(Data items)
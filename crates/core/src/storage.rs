//! Key-value persistence port.
//!
//! The storefront persists three records, each a JSON document stored as a
//! string under a fixed key. Adapters decide where the strings live.

use thiserror::Error;

/// Key holding the signed-in [`Identity`](crate::Identity).
pub const USER_KEY: &str = "user";

/// Key holding the [`Cart`](crate::Cart) lines.
pub const CART_KEY: &str = "cart";

/// Key holding the order history, oldest first.
pub const ORDERS_KEY: &str = "orders";

/// Errors from a storage adapter.
#[derive(Debug, Error)]
pub enum StorageError {
    #[error("storage I/O error: {0}")]
    Io(#[from] std::io::Error),

    #[error("storage encoding error: {0}")]
    Encoding(#[from] serde_json::Error),
}

/// String key-value store backing the session, cart, and order records.
///
/// Reads never fail: a missing or unreadable value is reported as absent and
/// callers fall back to their empty state.
pub trait KeyValueStore: Send + Sync {
    /// Value stored under `key`, if any.
    fn get(&self, key: &str) -> Option<String>;

    /// Store `value` under `key`, replacing any previous value.
    ///
    /// # Errors
    ///
    /// Returns an error if the adapter cannot persist the value.
    fn set(&self, key: &str, value: &str) -> Result<(), StorageError>;

    /// Remove `key`. Removing a missing key is not an error.
    ///
    /// # Errors
    ///
    /// Returns an error if the adapter cannot persist the removal.
    fn delete(&self, key: &str) -> Result<(), StorageError>;
}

» Exercise directions
Every line from the one containing "a storage adapter." through the last line above should be retyped exactly; no other lines are wanted.

» Exercise answer
/// Errors from a storage adapter.
#[derive(Debug, Error)]
pub enum StorageError {
    #[error("storage I/O error: {0}")]
    Io(#[from] std::io::Error),

    #[error("storage encoding error: {0}")]
    Encoding(#[from] serde_json::Error),
}

/// String key-value store backing the session, cart, and order records.
///
/// Reads never fail: a missing or unreadable value is reported as absent and
/// callers fall back to their empty state.
pub trait KeyValueStore: Send + Sync {
    /// Value stored under `key`, if any.
    fn get(&self, key: &str) -> Option<String>;

    /// Store `value` under `key`, replacing any previous value.
    ///
    /// # Errors
    ///
    /// Returns an error if the adapter cannot persist the value.
    fn set(&self, key: &str, value: &str) -> Result<(), StorageError>;

    /// Remove `key`. Removing a missing key is not an error.
    ///
    /// # Errors
    ///
    /// Returns an error if the adapter cannot persist the removal.
    fn delete(&self, key: &str) -> Result<(), StorageError>;
}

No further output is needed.